● Exercise instructions
Please write out the complete listing that follows, exactly as it reads.

=== Begin Enclosure ===

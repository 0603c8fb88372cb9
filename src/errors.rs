//! Error types shared by the whole crate.
//!
//! Parsing and differentiation errors are propagated to the caller. Narration has no
//! failure path, the geometric interpretation degrades to placeholder text and critical
//! point classification to an indeterminate classification.
use thiserror::Error;

/// Expression text could not be turned into a symbolic tree.
#[derive(Error, Debug, Clone, PartialEq)]
#[error("Parse error in '{text}' at position {position}: {message}")]
pub struct ParseError {
    /// the text that was being parsed
    pub text: String,
    /// what the parser expected or rejected
    pub message: String,
    /// byte offset in `text` where parsing failed
    pub position: usize,
}

impl ParseError {
    pub fn new(text: &str, message: impl Into<String>, position: usize) -> Self {
        ParseError {
            text: text.to_string(),
            message: message.into(),
            position,
        }
    }
}

#[derive(Error, Debug, Clone, PartialEq)]
pub enum ComputationError {
    #[error("Derivative order must be at least 1, got {0}")]
    InvalidOrder(usize),
    #[error("'{0}' is not a valid variable name")]
    InvalidVariable(String),
    #[error("Division by zero in '{0}'")]
    DivisionByZero(String),
    #[error("No value given for variable '{0}'")]
    UnknownVariable(String),
    #[error("Expression '{0}' produced a non-finite constant")]
    NonFinite(String),
    #[error("Solver error: {0}")]
    Solver(String),
    #[error(transparent)]
    Parse(#[from] ParseError),
}

/// Reported to the plotting layer as a descriptive message.
#[derive(Error, Debug, Clone, PartialEq)]
pub enum VisualizationError {
    #[error("No grid axis given for variable '{0}'")]
    MissingAxis(String),
    #[error("Invalid range for '{variable}': {reason}")]
    InvalidRange { variable: String, reason: String },
    #[error("This visualization is available only for functions of {expected} variables, got {found}")]
    UnsupportedDimension { expected: usize, found: usize },
    #[error(transparent)]
    Computation(#[from] ComputationError),
    #[error(transparent)]
    Parse(#[from] ParseError),
    #[error("Failed to write grid: {0}")]
    Io(String),
}

#[derive(Error, Debug)]
pub enum ConfigError {
    #[error("Cannot read config file: {0}")]
    Io(#[from] std::io::Error),
    #[error("Invalid TOML: {0}")]
    Toml(#[from] toml::de::Error),
    #[error("Invalid value for '{key}': {reason}")]
    InvalidValue { key: String, reason: String },
}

=== End Enclosure ===

● Result
repository 0603c8fb88372cb9
filename src/errors.rs
//! Error types shared by the whole crate.
//!
//! Parsing and differentiation errors are propagated to the caller. Narration has no
//! failure path, the geometric interpretation degrades to placeholder text and critical
//! point classification to an indeterminate classification.
use thiserror::Error;

/// Expression text could not be turned into a symbolic tree.
#[derive(Error, Debug, Clone, PartialEq)]
#[error("Parse error in '{text}' at position {position}: {message}")]
pub struct ParseError {
    /// the text that was being parsed
    pub text: String,
    /// what the parser expected or rejected
    pub message: String,
    /// byte offset in `text` where parsing failed
    pub position: usize,
}

impl ParseError {
    pub fn new(text: &str, message: impl Into<String>, position: usize) -> Self {
        ParseError {
            text: text.to_string(),
            message: message.into(),
            position,
        }
    }
}

#[derive(Error, Debug, Clone, PartialEq)]
pub enum ComputationError {
    #[error("Derivative order must be at least 1, got {0}")]
    InvalidOrder(usize),
    #[error("'{0}' is not a valid variable name")]
    InvalidVariable(String),
    #[error("Division by zero in '{0}'")]
    DivisionByZero(String),
    #[error("No value given for variable '{0}'")]
    UnknownVariable(String),
    #[error("Expression '{0}' produced a non-finite constant")]
    NonFinite(String),
    #[error("Solver error: {0}")]
    Solver(String),
    #[error(transparent)]
    Parse(#[from] ParseError),
}

/// Reported to the plotting layer as a descriptive message.
#[derive(Error, Debug, Clone, PartialEq)]
pub enum VisualizationError {
    #[error("No grid axis given for variable '{0}'")]
    MissingAxis(String),
    #[error("Invalid range for '{variable}': {reason}")]
    InvalidRange { variable: String, reason: String },
    #[error("This visualization is available only for functions of {expected} variables, got {found}")]
    UnsupportedDimension { expected: usize, found: usize },
    #[error(transparent)]
    Computation(#[from] ComputationError),
    #[error(transparent)]
    Parse(#[from] ParseError),
    #[error("Failed to write grid: {0}")]
    Io(String),
}

#[derive(Error, Debug)]
pub enum ConfigError {
    #[error("Cannot read config file: {0}")]
    Io(#[from] std::io::Error),
    #[error("Invalid TOML: {0}")]
    Toml(#[from] toml::de::Error),
    #[error("Invalid value for '{key}': {reason}")]
    InvalidValue { key: String, reason: String },
}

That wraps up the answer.